Vermont's new solid-waste plan, adopted in 2001, calls for reaching a recycling and composting rate of 50 percent by 2005, compared to the current figure of 33 percent.

"The state's goal is feasible but very difficult," says Fusco, whose company runs the largest recycling operation in Vermont.

Even to come close to the 50 percent target, the state will have to reverse a slow downward trend in the recycling rate in recent years. In Chittenden County, for instance, about 36 percent of waste now gets recycled, versus almost 40 percent a few years ago.

It's not that compliance with recycling rules has slackened, says Carolyn Grodinsky, waste-prevention coordinator for the Agency for Natural Resources. What's happened is that the total volume of solid waste in Vermont has been growing more rapidly than the steady amount of material that's put into recycling bins.

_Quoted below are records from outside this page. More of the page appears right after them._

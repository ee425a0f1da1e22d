//! Client library handle.

use crate::engine::memory::MemoryEngine;
use crate::engine::{Engine, TimeZoneRules};
use std::sync::Arc;

/// Entry point shared by every attachment made through it.
///
/// Cloning is cheap; clones share the same engine.
#[derive(Debug, Clone)]
pub struct Client {
    engine: Arc<dyn Engine>,
}

impl Client {
    /// Create a client over an engine backend.
    pub fn new(engine: impl Engine + 'static) -> Self {
        Self {
            engine: Arc::new(engine),
        }
    }

    /// Create a client over an already shared engine.
    pub fn from_engine(engine: Arc<dyn Engine>) -> Self {
        Self { engine }
    }

    /// Create a client over a fresh in-process engine.
    ///
    /// # Example
    ///
    /// ```
    /// use fbclient_rs::{Attachment, AttachmentOptions, Client};
    ///
    /// let client = Client::memory();
    /// let options = AttachmentOptions::new().with_create_database(true);
    /// let attachment = Attachment::connect(&client, "mem:example", &options).unwrap();
    /// assert!(attachment.is_valid());
    /// ```
    pub fn memory() -> Self {
        Self::new(MemoryEngine::new())
    }

    pub fn engine(&self) -> &dyn Engine {
        self.engine.as_ref()
    }

    /// Zone rules used by zoned time conversions.
    pub fn zone_rules(&self) -> Arc<dyn TimeZoneRules> {
        self.engine.zone_rules()
    }
}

The trend toward more trash echoes the economic boom of recent years. Vermonters have been consuming more, and a significant share of that added waste - many types of packaging materials, for example - simply cannot be recycled, Grodinsky points out.

Several new or intensified initiatives will thus have to succeed if Vermont is to increase the share of solid waste it recycles or composts, from about 200,000 tons last year to the targeted level of more than 300,000 tons in just three years. The average Vermonter, in other words, will have to dispose of no more than 2.7 pounds of trash per day, as opposed to 3.3 pounds at present.

Additional public expenditure maybe the single-most important factor in making progress toward that goal. Waste-reduction programs have been essentially levelfunded the past few years, says Mark Roy, chief of the recycling division in the Agency for Natural Resources.

"It will be very hard to meet the goal without increased state support," Roy observes.

Fusco agrees. The biggest obstacle to a sharp rise in the recycling rate "isn't behavioral or technological, but financial," says the Casella executive. "The question is whether local governments are willing in times of tight budgets to invest in waste reduction."

With more money, Roy says, ANR could help solid waste districts around the state improve the infrastructure of their recycling facilities. Bailers and glass crushers are among the machines that could be purchased to make recovery operations more efficient. And if ANR were able to hire more staff, "we could focus more on encouraging recycling in the commercial sector," Roy notes.

Vermont businesses account for about half of the solid waste generated in the state, officials estimate, but recycling rates for the office, retail and industrial sectors are lower than for households. Money is the big issue here too, says Dean Wilson, manager of the Rutland County Solid Waste District. "It can cost business more to recycle than not," Wilson notes.

But most companies are eager to pitch in to the recycling bins, says Frank Cioffi, head of the Greater Burlington Industrial Corporation.

"In areas where good recycling resources are available," Cioffi finds, "business embraces them as fast as it can."

The state's second-largest solid waste district wants to help provide those resources. The Rutland County district will convene meetings this summer with local companies and other major waste-generators "to see what can be done to increase the recycling rate," says Wilson, the district's manager.

In Chittenden County, recycling officials are already running programs targeted specifically at business. The state's largest solid waste district has distributed some 1,500 desk-side recycling bins to office buildings and other places of business throughout the county in the past few months, says Wendy McArdle, marketing chief for the Chittenden district. It is also offering free drop-off at hazardous waste centers for up to 100 fluorescent bulbs, which contain mercury and should therefore not be put in landfills, McArdle says.